#### EXTRACTED ENTRIES:
########################################

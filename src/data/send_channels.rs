use crossbeam_channel::{bounded, Receiver, Sender, TrySendError};
use image::RgbImage;
use crate::common::{BoundingBoxes, CompiledMessage};

/// Dispatcher side of the output streams.
#[derive(Debug, Clone)]
pub struct PublishSenders {
    pub detection_image_tx: Sender<Box<RgbImage>>,
    pub bounding_boxes_tx: Sender<BoundingBoxes>,
    pub object_count_tx: Sender<usize>,
    pub compiled_tx: Sender<Box<CompiledMessage>>,
}

/// Host side of the output streams, forwarded to whatever transport the
/// host uses.
#[derive(Debug)]
pub struct PublishReceivers {
    pub detection_image_rx: Receiver<Box<RgbImage>>,
    pub bounding_boxes_rx: Receiver<BoundingBoxes>,
    pub object_count_rx: Receiver<usize>,
    pub compiled_rx: Receiver<Box<CompiledMessage>>,
}

/// Creates every output stream with room for `depth` unread messages.
pub fn publish_channels(depth: usize) -> (PublishSenders, PublishReceivers) {
    let (detection_image_tx, detection_image_rx) = bounded(depth);
    let (bounding_boxes_tx, bounding_boxes_rx) = bounded(depth);
    let (object_count_tx, object_count_rx) = bounded(depth);
    let (compiled_tx, compiled_rx) = bounded(depth);
    (
        PublishSenders {
            detection_image_tx,
            bounding_boxes_tx,
            object_count_tx,
            compiled_tx,
        },
        PublishReceivers {
            detection_image_rx,
            bounding_boxes_rx,
            object_count_rx,
            compiled_rx,
        },
    )
}

/// Best-effort send: a full or closed stream is logged and the message dropped.
pub(crate) fn try_publish<T>(tx: &Sender<T>, msg: T, stream: &str) -> bool {
    match tx.try_send(msg) {
        Ok(()) => true,
        Err(TrySendError::Full(_)) => {
            log::warn!("bvr_perception: {} stream is full, dropping message", stream);
            false
        }
        Err(TrySendError::Disconnected(_)) => {
            log::warn!("bvr_perception: {} stream has no receiver, dropping message", stream);
            false
        }
    }
}
use image::Rgb;

/// Display colour per class, fixed when the dispatcher starts.
///
/// Colours step linearly from magenta towards green across the class range.
#[derive(Debug, Clone, PartialEq)]
pub struct ColourTable {
    colours: Vec<Rgb<u8>>,
}

impl ColourTable {
    pub fn new(num_classes: usize) -> Self {
        let incr = 255 / num_classes.max(1);
        let colours = (0..num_classes)
            .map(|i| {
                let step = (incr * i).min(255) as u8;
                Rgb([255 - step, step, 255 - step])
            })
            .collect();
        Self { colours }
    }

    pub fn get(&self, class_id: usize) -> Option<Rgb<u8>> {
        self.colours.get(class_id).copied()
    }

    pub fn len(&self) -> usize {
        self.colours.len()
    }

    pub fn is_empty(&self) -> bool {
        self.colours.is_empty()
    }
}

#[cfg(test)]
mod tests {
    use super::*;

    #[test]
    fn one_colour_per_class() {
        let table = ColourTable::new(80);
        assert_eq!(table.len(), 80);
        assert_eq!(table.get(0), Some(Rgb([255, 0, 255])));
        assert_eq!(table.get(1), Some(Rgb([252, 3, 252])));
        assert_eq!(table.get(80), None);
    }

    #[test]
    fn more_classes_than_steps() {
        let table = ColourTable::new(300);
        assert_eq!(table.get(299), Some(Rgb([255, 0, 255])));
    }
}
//! Data models for the IoTDB MCP Server.
//!
//! This module re-exports all model types used throughout the application.

pub mod export;
pub mod query;
pub mod schema;

// Re-export commonly used types
pub use export::{ExportArtifact, ExportFormat, PREVIEW_ROWS};
pub use query::{
    CellValue, ColumnMetadata, QueryIntent, QueryResult, Record, SqlDialect, ValidatedQuery,
};
pub use schema::{ColumnCategory, TableColumn};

########################################

#### TRY IT:
Search the records for the word "RgbImage". Copy each line where it appears.

#### OUTPUT BELOW:
use image::RgbImage;
    pub detection_image_tx: Sender<Box<RgbImage>>,
    pub detection_image_rx: Receiver<Box<RgbImage>>,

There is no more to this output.